Oskar takes all this out on himself. For months he’s been pinching himself hard enough to bruise and even draw blood, and his torso is covered in self-inflicted wounds. He confesses to The Renter that he’s worried he might do something “bad” to himself. And during the search, he sometimes loses his temper—lashing out by pushing things around and over. He tears up maps, mutilates his own handiwork and screams like a boy who lost his father might well scream. Because of his sensitive mind and his harrowing experience, everyday things—planes flying a little too low, trains, bridges—carry a sense of menace that’s vividly conveyed to moviegoers.

Crude or Profane Language

Oskar, several times, and his doorman, once, engage in wordplay that pushes nearly into profanity, sounding, spoken rapidly, like f- and s-words (among others). But nothing they say is explicitly foul. Oskar does blurt out a clear s-word once. We hear “d–khead” and “a‑‑” once each. There are a couple of misuses of God’s name. Put-downs include “retard” and “spaz.”

Drug and Alcohol Content

Thomas and Oskar’s mother sit at a table with glasses of wine. One of the folks Oskar visits tries to hide the glass of whiskey he’s drinking.

Other Negative Elements

When Oskar dives into the scavenger hunt, he begins counting his lies. His tally gets up to at least 64. (We know because he tells us.) He also tells a handful of lies after he stops his quest.

He and his mother get into a shouting match one night: “I wish it were you,” Oskar tells her. “I wish it were you in the building instead of him.”

“So do I,” she says sadly. And when her son tries to make it up to her, telling her he didn’t mean it, she looks at him and says, “Yes you did,” and tells him to go to bed.

Conclusion

Oskar plots this newest scavenger hunt with military precision. He knows how many people he must talk with. He plans out how long each conversation should take. He numbers off each visitation, calculating down to the day how long the whole search will take.
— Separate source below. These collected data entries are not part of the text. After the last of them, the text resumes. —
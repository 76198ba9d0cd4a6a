//! FASTA file reader.
//!
//! This module reads FASTA files into an ordered [`SequenceCollection`].
//! Multi-line sequences are concatenated verbatim after trimming each line.
//!
//! ## FASTA Format
//!
//! ```text
//! >sequence_identifier
//! ATGAAATAG...
//! >another_sequence
//! CCCATGTGA...
//! ```
//!
//! ## Record boundaries
//!
//! A record is committed when the next header starts, as long as its
//! identifier is non-empty, even if no sequence line followed it. The last
//! record of the input is only kept when it has sequence data. Lines before
//! the first header are ignored.

use std::fs::File;
use std::io::{BufRead, BufReader};
use std::path::Path;

use thiserror::Error;
use tracing::{debug, warn};

use crate::model::{Sequence, SequenceCollection};

/// Errors that can occur while reading a FASTA file.
#[derive(Error, Debug)]
pub enum FastaError {
    #[error("Failed to read FASTA input: {0}")]
    IoError(#[from] std::io::Error),
}

/// Result type for FASTA operations.
pub type FastaResult<T> = Result<T, FastaError>;

/// Reads a FASTA file into a sequence collection.
///
/// # Examples
///
/// ```no_run
/// use orfscan::fasta::read_fasta_file;
///
/// let sequences = read_fasta_file("genes.fasta").unwrap();
/// println!("Loaded {} sequences", sequences.sequence_count());
/// ```
pub fn read_fasta_file<P: AsRef<Path>>(path: P) -> FastaResult<SequenceCollection> {
    let file = File::open(&path)?;
    debug!(path = %path.as_ref().display(), "reading FASTA file");
    parse_fasta(BufReader::new(file))
}

/// Parses FASTA content from a reader.
pub fn parse_fasta<R: BufRead>(reader: R) -> FastaResult<SequenceCollection> {
    let mut sequences = SequenceCollection::new();
    let mut current_id = String::new();
    let mut current_seq = String::new();
    let mut in_record = false;

    for line_result in reader.lines() {
        let line = line_result?;
        let line = line.trim();

        if let Some(header) = line.strip_prefix('>') {
            if !current_id.is_empty() {
                commit(
                    &mut sequences,
                    std::mem::take(&mut current_id),
                    std::mem::take(&mut current_seq),
                );
            }
            current_id = header.to_string();
            current_seq.clear();
            in_record = true;
        } else if in_record {
            current_seq.push_str(line);
        } else if !line.is_empty() {
            debug!(line, "ignoring sequence data before the first header");
        }
    }

    if !current_id.is_empty() {
        if current_seq.is_empty() {
            debug!(id = %current_id, "dropping trailing record without sequence data");
        } else {
            commit(&mut sequences, current_id, current_seq);
        }
    }

    debug!(count = sequences.sequence_count(), "parsed FASTA records");
    Ok(sequences)
}

/// Parses FASTA content from a string.
///
/// Useful for testing or processing in-memory data.
pub fn parse_fasta_str(content: &str) -> FastaResult<SequenceCollection> {
    parse_fasta(content.as_bytes())
}

fn commit(sequences: &mut SequenceCollection, id: String, data: String) {
    if sequences.insert(Sequence::new(id.clone(), data)).is_some() {
        warn!(id = %id, "duplicate sequence identifier, keeping the last record");
    }
}

#[cfg(test)]
mod tests {
    use super::*;
    use std::io::Write;

    fn ids(sequences: &SequenceCollection) -> Vec<&str> {
        sequences.iter().map(|s| s.id.as_str()).collect()
    }

    #[test]
    fn test_parse_simple_fasta() {
        let content = ">seq1\nACGT\n>seq2\nTGCA\n";
        let sequences = parse_fasta_str(content).unwrap();

        assert_eq!(sequences.sequence_count(), 2);
        assert_eq!(sequences.get(0).unwrap().id, "seq1");
        assert_eq!(sequences.get(0).unwrap().data, "ACGT");
        assert_eq!(sequences.get(1).unwrap().id, "seq2");
        assert_eq!(sequences.get(1).unwrap().data, "TGCA");
    }

    #[test]
    fn test_parse_multiline_sequence() {
        let content = ">seq1\nACGT\nTGCA\nAAAA\n";
        let sequences = parse_fasta_str(content).unwrap();

        assert_eq!(sequences.sequence_count(), 1);
        assert_eq!(sequences.get(0).unwrap().data, "ACGTTGCAAAAA");
    }

    #[test]
    fn test_header_keeps_full_line() {
        let content = ">seq1 some description  \nACGT\n";
        let sequences = parse_fasta_str(content).unwrap();

        assert_eq!(sequences.get(0).unwrap().id, "seq1 some description");
    }

    #[test]
    fn test_lines_are_trimmed() {
        let content = "  >seq1\r\n  ACG \r\n\tT\r\n";
        let sequences = parse_fasta_str(content).unwrap();

        assert_eq!(sequences.get(0).unwrap().id, "seq1");
        assert_eq!(sequences.get(0).unwrap().data, "ACGT");
    }

    #[test]
    fn test_parse_with_empty_lines() {
        let content = ">seq1\nACGT\n\n>seq2\n\nTGCA\n";
        let sequences = parse_fasta_str(content).unwrap();

        assert_eq!(sequences.sequence_count(), 2);
        assert_eq!(sequences.get(0).unwrap().data, "ACGT");
        assert_eq!(sequences.get(1).unwrap().data, "TGCA");
    }

    #[test]
    fn test_empty_input() {
        let sequences = parse_fasta_str("").unwrap();
        assert!(sequences.is_empty());
    }

    #[test]
    fn test_data_before_first_header_is_ignored() {
        let content = "ACGT\nGGGG\n>seq1\nTGCA\n";
        let sequences = parse_fasta_str(content).unwrap();

        assert_eq!(ids(&sequences), ["seq1"]);
        assert_eq!(sequences.get(0).unwrap().data, "TGCA");
    }

    #[test]
    fn test_empty_record_mid_file_is_kept() {
        let content = ">empty\n>seq2\nACGT\n";
        let sequences = parse_fasta_str(content).unwrap();

        assert_eq!(ids(&sequences), ["empty", "seq2"]);
        assert_eq!(sequences.get(0).unwrap().data, "");
    }

    #[test]
    fn test_empty_record_at_end_is_dropped() {
        let content = ">seq1\nACGT\n>trailing\n\n";
        let sequences = parse_fasta_str(content).unwrap();

        assert_eq!(ids(&sequences), ["seq1"]);
    }

    #[test]
    fn test_record_with_empty_identifier_is_skipped() {
        let content = ">\nACGT\n>seq2\nTTTT\n";
        let sequences = parse_fasta_str(content).unwrap();

        assert_eq!(ids(&sequences), ["seq2"]);
        assert_eq!(sequences.get(0).unwrap().data, "TTTT");
    }

    #[test]
    fn test_duplicate_identifier_last_wins() {
        let content = ">a\nAAA\n>b\nCCC\n>a\nGGG\n";
        let sequences = parse_fasta_str(content).unwrap();

        assert_eq!(ids(&sequences), ["a", "b"]);
        assert_eq!(sequences.get_by_id("a").unwrap().data, "GGG");
    }

    #[test]
    fn test_case_preservation() {
        let content = ">seq1\nacgtACGT\n";
        let sequences = parse_fasta_str(content).unwrap();
        assert_eq!(sequences.get(0).unwrap().data, "acgtACGT");
    }

    #[test]
    fn test_read_fasta_file() {
        let mut file = tempfile::NamedTempFile::new().unwrap();
        write!(file, ">seq1\nATGAAA\nTAG\n>seq2\nCCC\n").unwrap();

        let sequences = read_fasta_file(file.path()).unwrap();
        assert_eq!(ids(&sequences), ["seq1", "seq2"]);
        assert_eq!(sequences.get(0).unwrap().data, "ATGAAATAG");
    }

    #[test]
    fn test_missing_file() {
        let dir = tempfile::tempdir().unwrap();
        let result = read_fasta_file(dir.path().join("missing.fasta"));
        assert!(matches!(result, Err(FastaError::IoError(_))));
    }
}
But then he realizes something: People aren’t like numbers at all, but letters. And these letters keep wanting to make stories. He finds himself getting absorbed not in a mathematical equation—one with a logical pattern and an assured end—but a sprawling epic, filled with character and ambiguity and uncertainty.

In this world of story, Oskar (and we) slowly come to grips with some hard realities: That things don’t always add up. That they don’t always make sense. That hurt and loss happen and we don’t know why … and yet we must find the strength and the courage to move on.

Extremely Loud & Incredibly Close is a powerful and poignant film. The emotions unfurled can be wrenching, and I think as a parent—like many of the people Oskar meets—you wish you could walk into the movie and try to help take the pain away. You can’t, of course, so you end up thinking more deeply about your own family. Your own losses. Your own challenges. Your own determination. Your own hidden hope.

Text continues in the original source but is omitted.